Lorsqu'elle épouse le Prince Rainier en 1956, Grace Kelly est alors une immense star de cinéma, promise à une carrière extraordinaire. Six ans plus tard, alors que son couple rencontre de sérieuses difficultés, Alfred Hitchcock lui propose de revenir à Hollywood, pour incarner Marnie dans son prochain film (un rôle finalement dévolu à Tippi Hedren). Mais c'est aussi le moment ou la France menace d'annexer Monaco, ce petit pays dont elle est maintenant la Princesse. Grace est déchirée. Il lui faudra choisir entre la flamme artistique qui la consume encore ou devenir définitivement : Son Altesse Sérénissime, la Princesse Grace de Monaco. 

Il est vrai que pour l’ouverture, ce film était une judicieuse idée. D’abord, parce que c’est à Cannes que se sont rencontrés Rainier et celle qui allait devenir la Princesse Grace mais aussi parce que le film commence par un plan séquence (qui n’est pas sans rappeler celui de l’annonce de la mort de Cerdan dans « La Môme », d’une certaine manière l’un et l’autre signifient la mort pour la protagoniste puisque quitter l’écran, c’est entrer dans une sorte de prison et de tombeau pour Grace) qui mène Grace de l’écran à sa loge, de l’image sur papier glacée à sa réalité, d’une route qui la conduit vers tous les possibles à une autre qui la conduit à l’enfermement puis la mort. Malgré son visage qui ressemble à un masque de cire intemporel, Nicole Kidman parvient à surprendre  et émouvoir, même à éblouir…mais le problème est que le réalisateur lui-même semble avoir été ébloui par les ors de Monaco, par son actrice, oubliant de donner de l’âme à son film très simpliste, et dichotomique même. Grace est ici une actrice fragile, une femme intelligente, prisonnière de son statut, de Monaco, de sa prison dorée. Une actrice qui va sacrifier sa carrière pour le rôle de sa vie : Princesse Grace de Monaco. C’est tout ce que s’évertue à démontrer Olivier Dahan. C’est joli, mignon mais cela manque cruellement de chair et d’âme. Cela semble être d’ailleurs le seul rôle qui compte pour Dahan qui oublie un peu trop de diriger les seconds rôles à moins qu’ils ne les dirigent délibérément dans la caricature.
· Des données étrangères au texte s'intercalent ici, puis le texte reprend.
//! Configuration for simulation runs, reward shaping, and training.
//!
//! [`RunConfig`] bundles everything one training or evaluation run needs.
//! The presets reproduce the three deployed setups: the fixed-time
//! baseline, the standard PPO agent, and the optimized agent.

use std::path::{Path, PathBuf};

#[cfg(feature = "serde")]
use serde::{Deserialize, Serialize};
use thiserror::Error;

use crate::artifact::CheckpointNaming;
use crate::evaluation::TerminationPolicy;
use crate::VehicleId;

/// Errors raised by configuration validation.
#[derive(Debug, Error, Clone, PartialEq)]
pub enum ConfigError {
    #[error("Invalid value for {field}: {value}")]
    InvalidValue { field: &'static str, value: f64 },

    #[error("Field {0} must not be empty")]
    Empty(&'static str),

    #[error("Stall penalty {stall_penalty} does not dominate queue penalty (needs >= {required})")]
    WeakStallPenalty { stall_penalty: f64, required: f64 },
}

/// Reward shaping parameters.
#[derive(Debug, Clone, PartialEq)]
#[cfg_attr(feature = "serde", derive(Serialize, Deserialize))]
pub struct RewardConfig {
    /// Penalty per emergency vehicle moving slower than `stall_speed`.
    pub stall_penalty: f64,
    /// Scale applied to the summed lane waiting time.
    pub civilian_weight: f64,
    /// Speed (m/s) below which an emergency vehicle counts as stalled.
    pub stall_speed: f64,
    /// Vehicle type ID of emergency vehicles.
    pub emergency_type: String,
}

impl RewardConfig {
    /// Minimum ratio between the stall penalty and the weighted reference
    /// queue penalty accepted by [`RewardConfig::check_dominance`].
    pub const DOMINANCE_RATIO: f64 = 10.0;

    pub fn validate(&self) -> Result<(), ConfigError> {
        if !self.stall_penalty.is_finite() || self.stall_penalty <= 0.0 {
            return Err(ConfigError::InvalidValue {
                field: "stall_penalty",
                value: self.stall_penalty,
            });
        }
        if !self.civilian_weight.is_finite() || self.civilian_weight < 0.0 {
            return Err(ConfigError::InvalidValue {
                field: "civilian_weight",
                value: self.civilian_weight,
            });
        }
        if !self.stall_speed.is_finite() || self.stall_speed <= 0.0 {
            return Err(ConfigError::InvalidValue {
                field: "stall_speed",
                value: self.stall_speed,
            });
        }
        if self.emergency_type.is_empty() {
            return Err(ConfigError::Empty("emergency_type"));
        }
        Ok(())
    }

    /// Checks that one stalled emergency vehicle outweighs a typical
    /// per-step queue penalty by at least an order of magnitude.
    ///
    /// # Arguments
    ///
    /// * `reference_queue_penalty` - Summed lane waiting time of a typical
    ///   congested step, before weighting
    pub fn check_dominance(&self, reference_queue_penalty: f64) -> Result<(), ConfigError> {
        let required = Self::DOMINANCE_RATIO * self.civilian_weight * reference_queue_penalty;
        if self.stall_penalty >= required {
            Ok(())
        } else {
            Err(ConfigError::WeakStallPenalty {
                stall_penalty: self.stall_penalty,
                required,
            })
        }
    }
}

impl Default for RewardConfig {
    fn default() -> Self {
        Self {
            stall_penalty: 1000.0,
            civilian_weight: 1.0,
            stall_speed: 1.0,
            emergency_type: "ambulance_type".into(),
        }
    }
}

/// Parameters handed to the simulator collaborator when it is started.
#[derive(Debug, Clone, PartialEq)]
#[cfg_attr(feature = "serde", derive(Serialize, Deserialize))]
pub struct SimulationConfig {
    pub net_file: PathBuf,
    /// Route files, loaded in order (vehicle types first).
    pub route_files: Vec<PathBuf>,
    /// Episode length in simulated seconds.
    pub num_seconds: u32,
    pub yellow_time: u32,
    pub min_green: u32,
    pub max_green: u32,
    pub use_gui: bool,
    /// Run the signal on its fixed-time program instead of agent control.
    pub fixed_ts: bool,
}

impl SimulationConfig {
    /// Route files joined with commas, as the simulator's command line expects.
    pub fn route_arg(&self) -> String {
        self.route_files
            .iter()
            .map(|p| p.display().to_string())
            .collect::<Vec<_>>()
            .join(",")
    }
}

impl Default for SimulationConfig {
    fn default() -> Self {
        Self {
            net_file: "draft02.net.xml".into(),
            route_files: vec![
                "vtypes.rou.xml".into(),
                "draft02.rou.xml".into(),
                "ambulance.rou.xml".into(),
            ],
            num_seconds: 600,
            yellow_time: 4,
            min_green: 5,
            max_green: 60,
            use_gui: false,
            fixed_ts: false,
        }
    }
}

/// Identity and expected arrival of the privileged vehicle.
#[derive(Debug, Clone, PartialEq)]
#[cfg_attr(feature = "serde", derive(Serialize, Deserialize))]
pub struct PriorityConfig {
    pub privileged_id: VehicleId,
    /// Scheduled departure time (s); spawn diagnostics start after it.
    pub expected_spawn_time: f64,
    /// Edge on which the privileged vehicle enters the network.
    pub entry_edge: String,
}

impl Default for PriorityConfig {
    fn default() -> Self {
        Self {
            privileged_id: "hero_ambulance".into(),
            expected_spawn_time: 120.0,
            entry_edge: "-E2".into(),
        }
    }
}

/// Hyperparameters handed to the external PPO optimizer.
#[derive(Debug, Clone, PartialEq)]
#[cfg_attr(feature = "serde", derive(Serialize, Deserialize))]
pub struct TrainingConfig {
    pub learning_rate: f64,
    /// Discount factor γ.
    pub gamma: f64,
    /// GAE λ parameter.
    pub gae_lambda: f64,
    /// PPO clip parameter ε.
    pub clip_range: f64,
    /// Entropy bonus coefficient.
    pub ent_coef: f64,
    /// Rollout length per update.
    pub n_steps: u32,
    pub batch_size: u32,
    pub total_timesteps: u64,
    /// Save a checkpoint every this many steps (`None` = final model only).
    pub checkpoint_every: Option<u64>,
    /// Checkpoint file name prefix.
    pub checkpoint_prefix: String,
}

impl TrainingConfig {
    /// Returns true if a checkpoint should be written after `step`.
    pub fn checkpoint_due(&self, step: u64) -> bool {
        match self.checkpoint_every {
            Some(every) if every > 0 => step > 0 && step % every == 0,
            _ => false,
        }
    }

    /// Path of the checkpoint written after `step`, if one is due.
    pub fn checkpoint_path(
        &self,
        dir: &Path,
        step: u64,
        naming: &CheckpointNaming,
    ) -> Option<PathBuf> {
        self.checkpoint_due(step)
            .then(|| dir.join(naming.file_name(&self.checkpoint_prefix, step)))
    }
}

impl Default for TrainingConfig {
    fn default() -> Self {
        Self {
            learning_rate: 3e-4,
            gamma: 0.99,
            gae_lambda: 0.95,
            clip_range: 0.2,
            ent_coef: 0.0,
            n_steps: 2048,
            batch_size: 256,
            total_timesteps: 100_000,
            checkpoint_every: None,
            checkpoint_prefix: "rl_model".into(),
        }
    }
}

/// Where trained models and their normalization statistics live.
#[derive(Debug, Clone, PartialEq)]
#[cfg_attr(feature = "serde", derive(Serialize, Deserialize))]
pub struct ArtifactConfig {
    /// Named final model, without the `.zip` extension.
    pub default_model: PathBuf,
    pub checkpoint_dir: PathBuf,
    /// Primary observation-normalization statistics file, if the policy
    /// was trained with normalized observations.
    pub normalization_stats: Option<PathBuf>,
    /// Checkpoints carrying this name segment are preferred.
    pub preferred_tag: Option<String>,
}

impl Default for ArtifactConfig {
    fn default() -> Self {
        Self {
            default_model: "my_traffic_agent".into(),
            checkpoint_dir: "models".into(),
            normalization_stats: None,
            preferred_tag: None,
        }
    }
}

/// Complete configuration of one run.
#[derive(Debug, Clone, PartialEq)]
#[cfg_attr(feature = "serde", derive(Serialize, Deserialize))]
pub struct RunConfig {
    pub simulation: SimulationConfig,
    pub reward: RewardConfig,
    pub priority: PriorityConfig,
    pub termination: TerminationPolicy,
    pub training: TrainingConfig,
    pub artifacts: ArtifactConfig,
    /// Two-line result file written at the end of an evaluation run.
    pub result_path: PathBuf,
    /// Log progress every this many steps (0 disables).
    pub progress_every: u64,
}

impl RunConfig {
    /// Fixed-time baseline: no agent, stop once the privileged vehicle is out.
    pub fn baseline() -> Self {
        Self {
            simulation: SimulationConfig {
                fixed_ts: true,
                ..SimulationConfig::default()
            },
            termination: TerminationPolicy {
                max_steps: Some(1000),
                stop_on_privileged_finish: true,
            },
            result_path: "baseline_result.txt".into(),
            ..Self::standard()
        }
    }

    /// Standard PPO agent: stall penalty 1000, unweighted lane penalty.
    pub fn standard() -> Self {
        Self {
            simulation: SimulationConfig::default(),
            reward: RewardConfig::default(),
            priority: PriorityConfig::default(),
            termination: TerminationPolicy::default(),
            training: TrainingConfig::default(),
            artifacts: ArtifactConfig::default(),
            result_path: "agent_result.txt".into(),
            progress_every: 20,
        }
    }

    /// Optimized agent: heavier stall penalty, down-weighted lane penalty,
    /// longer episodes, periodic checkpoints.
    pub fn optimized() -> Self {
        Self {
            simulation: SimulationConfig {
                num_seconds: 1000,
                ..SimulationConfig::default()
            },
            reward: RewardConfig {
                stall_penalty: 5000.0,
                civilian_weight: 0.7,
                ..RewardConfig::default()
            },
            termination: TerminationPolicy {
                max_steps: None,
                stop_on_privileged_finish: true,
            },
            training: TrainingConfig {
                gamma: 0.995,
                ent_coef: 0.01,
                batch_size: 64,
                checkpoint_every: Some(10_000),
                checkpoint_prefix: "rl_model_optimized".into(),
                ..TrainingConfig::default()
            },
            artifacts: ArtifactConfig {
                default_model: "optimized_traffic_agent".into(),
                checkpoint_dir: "modelsop".into(),
                normalization_stats: Some("vec_normalize.pkl".into()),
                preferred_tag: Some("optimized".into()),
            },
            result_path: "optimized_result.txt".into(),
            ..Self::standard()
        }
    }

    pub fn validate(&self) -> Result<(), ConfigError> {
        self.reward.validate()?;
        if self.priority.privileged_id.is_empty() {
            return Err(ConfigError::Empty("privileged_id"));
        }
        if self.simulation.num_seconds == 0 {
            return Err(ConfigError::InvalidValue {
                field: "num_seconds",
                value: 0.0,
            });
        }
        if self.termination.max_steps == Some(0) {
            return Err(ConfigError::InvalidValue {
                field: "max_steps",
                value: 0.0,
            });
        }
        if self.simulation.min_green > self.simulation.max_green {
            return Err(ConfigError::InvalidValue {
                field: "min_green",
                value: self.simulation.min_green as f64,
            });
        }
        Ok(())
    }
}

impl Default for RunConfig {
    fn default() -> Self {
        Self::standard()
    }
}
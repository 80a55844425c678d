//! Time quantities used when reporting episode results.
//!
//! Simulator telemetry arrives as raw `f64` seconds. Reports convert those
//! values into typed [`qtty`] quantities so downstream consumers cannot mix
//! up seconds and minutes.

use qtty::{Minute, Quantity, Second};

/// Simulated time measured in seconds.
pub type Seconds = Quantity<Second>;

/// Simulated time measured in minutes.
pub type Minutes = Quantity<Minute>;

/// Wraps a raw simulator time value (seconds) as a typed quantity.
#[inline]
pub fn seconds(value: f64) -> Seconds {
    Quantity::<Second>::new(value)
}

/// Converts a duration in seconds to minutes.
///
/// # Example
///
/// ```
/// use corridor::units::{seconds, to_minutes};
///
/// let m = to_minutes(seconds(90.0));
/// assert!((m.value() - 1.5).abs() < 1e-12);
/// ```
#[inline]
pub fn to_minutes(duration: Seconds) -> Minutes {
    duration.to::<Minute>()
}
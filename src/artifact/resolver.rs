//! Choosing which model to load before an evaluation run.

use std::ffi::OsString;
use std::fs;
use std::io::ErrorKind;
use std::path::{Path, PathBuf};

use tracing::{info, warn};

use super::error::ArtifactError;
use super::naming::{strip_extension, ArtifactPattern};
use super::selector::{ArtifactSelector, TagRule};
use crate::config::ArtifactConfig;
use crate::control::PolicyLoader;

/// Order in which the named model and the checkpoint directory are tried.
#[derive(Debug, Clone, Copy, PartialEq, Eq, Default)]
pub enum ResolveOrder {
    /// Use the named final model if present, else the best checkpoint.
    /// A malformed checkpoint name is a hard failure.
    #[default]
    DefaultFirst,
    /// Use the best checkpoint if any, else the named model. A malformed
    /// checkpoint name falls back to the named model when it exists.
    CheckpointsFirst,
}

/// Where a resolved model came from.
#[derive(Debug, Clone, PartialEq, Eq)]
pub enum ModelSource {
    Named,
    Checkpoint { step_count: u64 },
}

#[derive(Debug, Clone, PartialEq, Eq)]
pub struct ResolvedModel {
    /// Model file, including its extension.
    pub path: PathBuf,
    pub source: ModelSource,
}

impl ResolvedModel {
    /// Path with the extension removed, the form policy loaders expect.
    pub fn stem_path(&self) -> PathBuf {
        strip_extension(&self.path)
    }
}

/// Locates the model (and its normalization statistics) for evaluation.
#[derive(Debug, Clone)]
pub struct ModelResolver {
    default_model: PathBuf,
    checkpoint_dir: PathBuf,
    selector: ArtifactSelector,
    order: ResolveOrder,
    normalization_stats: Option<PathBuf>,
    normalization_suffix: String,
}

impl ModelResolver {
    /// # Arguments
    ///
    /// * `default_model` - Named final model, without extension
    /// * `checkpoint_dir` - Directory searched for `<prefix>_<steps>_steps.zip`
    pub fn new(default_model: impl Into<PathBuf>, checkpoint_dir: impl Into<PathBuf>) -> Self {
        Self {
            default_model: default_model.into(),
            checkpoint_dir: checkpoint_dir.into(),
            selector: ArtifactSelector::default(),
            order: ResolveOrder::default(),
            normalization_stats: None,
            normalization_suffix: "_vecnormalize.pkl".into(),
        }
    }

    /// Builds a resolver from run configuration. A preferred tag restricts
    /// selection to tagged checkpoints whenever any exist.
    pub fn from_config(config: &ArtifactConfig) -> Self {
        let mut selector = ArtifactSelector::new(ArtifactPattern::default());
        if let Some(tag) = &config.preferred_tag {
            selector = selector.with_tag_rule(TagRule::FilterFirst(tag.clone()));
        }
        let mut resolver =
            Self::new(&config.default_model, &config.checkpoint_dir).with_selector(selector);
        resolver.normalization_stats = config.normalization_stats.clone();
        resolver
    }

    pub fn with_selector(mut self, selector: ArtifactSelector) -> Self {
        self.selector = selector;
        self
    }

    pub fn with_order(mut self, order: ResolveOrder) -> Self {
        self.order = order;
        self
    }

    pub fn with_normalization_stats(mut self, path: impl Into<PathBuf>) -> Self {
        self.normalization_stats = Some(path.into());
        self
    }

    /// The named model file (`<default_model>.zip`).
    pub fn default_model_file(&self) -> PathBuf {
        let mut name = OsString::from(self.default_model.as_os_str());
        name.push(".");
        name.push(&self.selector.naming().extension);
        PathBuf::from(name)
    }

    /// Resolves the model to load.
    ///
    /// # Errors
    ///
    /// * [`ArtifactError::NotFound`] if neither the named model nor any
    ///   checkpoint exists
    /// * [`ArtifactError::Parse`] if a checkpoint name is malformed and no
    ///   fallback applies
    pub fn resolve(&self) -> Result<ResolvedModel, ArtifactError> {
        let named = self.default_model_file();
        let named_exists = named.is_file();

        let resolved = match self.order {
            ResolveOrder::DefaultFirst => {
                if named_exists {
                    Some(Self::named(named))
                } else {
                    warn!(model = %named.display(), "named model not found; searching checkpoints");
                    self.best_checkpoint()?
                }
            }
            ResolveOrder::CheckpointsFirst => match self.best_checkpoint() {
                Ok(Some(found)) => Some(found),
                Ok(None) => named_exists.then(|| Self::named(named)),
                Err(ArtifactError::Parse { name }) if named_exists => {
                    warn!(
                        file = %name,
                        fallback = %named.display(),
                        "malformed checkpoint name; falling back to named model"
                    );
                    Some(Self::named(named))
                }
                Err(err) => return Err(err),
            },
        };

        resolved.ok_or_else(|| {
            ArtifactError::NotFound(format!(
                "neither '{}' nor a checkpoint in '{}'",
                self.default_model_file().display(),
                self.checkpoint_dir.display()
            ))
        })
    }

    /// Resolves the model and hands it to `loader`.
    pub fn load<L: PolicyLoader>(
        &self,
        loader: &L,
    ) -> Result<(ResolvedModel, L::Policy), ArtifactError> {
        let resolved = self.resolve()?;
        let policy = loader.load(&resolved.stem_path())?;
        info!(model = %resolved.path.display(), source = ?resolved.source, "model loaded");
        Ok((resolved, policy))
    }

    /// Locates observation-normalization statistics for `model`.
    ///
    /// Prefers the configured primary file. Otherwise searches the
    /// checkpoint directory for `*_vecnormalize.pkl`: the file saved at the
    /// same step count as a checkpoint `model` wins, then the highest step
    /// count, then the lexically smallest name.
    pub fn normalization_stats(&self, model: &ResolvedModel) -> Result<PathBuf, ArtifactError> {
        if let Some(primary) = self.normalization_stats.as_deref() {
            if primary.is_file() {
                return Ok(primary.to_path_buf());
            }
            warn!(
                file = %primary.display(),
                "normalization stats not found; searching checkpoints"
            );
        }

        let naming = self.selector.naming();
        let candidates: Vec<(Option<u64>, String)> = list_file_names(&self.checkpoint_dir)?
            .into_iter()
            .filter(|n| n.ends_with(&self.normalization_suffix))
            .map(|n| (naming.companion_step_count(&n, &self.normalization_suffix), n))
            .collect();

        let target = match model.source {
            ModelSource::Checkpoint { step_count } => Some(step_count),
            ModelSource::Named => None,
        };
        let matching = target.and_then(|step| {
            candidates
                .iter()
                .filter(|(s, _)| *s == Some(step))
                .min_by(|a, b| a.1.cmp(&b.1))
        });
        if target.is_some() && matching.is_none() && !candidates.is_empty() {
            warn!(
                model = %model.path.display(),
                "no normalization stats saved with this checkpoint; using the most recent"
            );
        }
        let chosen = matching.or_else(|| {
            candidates
                .iter()
                .max_by(|a, b| a.0.cmp(&b.0).then_with(|| b.1.cmp(&a.1)))
        });

        match chosen {
            Some((_, name)) => {
                let path = self.checkpoint_dir.join(name);
                info!(file = %path.display(), "using normalization stats");
                Ok(path)
            }
            None => Err(ArtifactError::NotFound(format!(
                "no normalization statistics in '{}'",
                self.checkpoint_dir.display()
            ))),
        }
    }

    fn best_checkpoint(&self) -> Result<Option<ResolvedModel>, ArtifactError> {
        Ok(self
            .selector
            .select(&self.checkpoint_dir)?
            .map(|artifact| {
                info!(
                    checkpoint = %artifact.path.display(),
                    steps = artifact.step_count,
                    "found checkpoint"
                );
                ResolvedModel {
                    source: ModelSource::Checkpoint {
                        step_count: artifact.step_count,
                    },
                    path: artifact.path,
                }
            }))
    }

    fn named(path: PathBuf) -> ResolvedModel {
        ResolvedModel {
            path,
            source: ModelSource::Named,
        }
    }
}

fn list_file_names(dir: &Path) -> Result<Vec<String>, ArtifactError> {
    let entries = match fs::read_dir(dir) {
        Ok(entries) => entries,
        Err(err) if err.kind() == ErrorKind::NotFound => return Ok(Vec::new()),
        Err(source) => {
            return Err(ArtifactError::Io {
                path: dir.to_path_buf(),
                source,
            })
        }
    };
    let mut names = Vec::new();
    for entry in entries {
        let entry = entry.map_err(|source| ArtifactError::Io {
            path: dir.to_path_buf(),
            source,
        })?;
        if let Some(name) = entry.file_name().to_str() {
            names.push(name.to_string());
        }
    }
    Ok(names)
}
Malheureusement, cette Princesse Grace possède donc les mêmes défauts que « La Môme » : notamment ces gros plans qui cherchent à forcer l’émotion, sous-estimant peut-être l’intelligence du spectateur et forçant souvent le trait, notamment dans ses citations d’Hitchcock ( feu d’artifice rappelant celui de « La Main au collet », espionnage dans les coursives du palais où est "enchaînée" la Princesse, chignon  rappelant celui de « Vertigo » etc. )

En restent : une actrice étincelante, de jolis décors et costumes, une judicieuse et glamour mise en abyme   pour une ouverture et une citation d’ouverture à méditer : « L’idée que ma vie puisse être un conte de fée est déjà en soi un conte de fée. ». Libre à vous de juger cela ridicule mais ça le sera toujours moins que ces journalistes qui ont jugé sans doute très spirituel de siffler la projection ou de rire à gorge déployée pour surjouer leur mépris et bien signifier à quel point ils n’étaient pas dupes.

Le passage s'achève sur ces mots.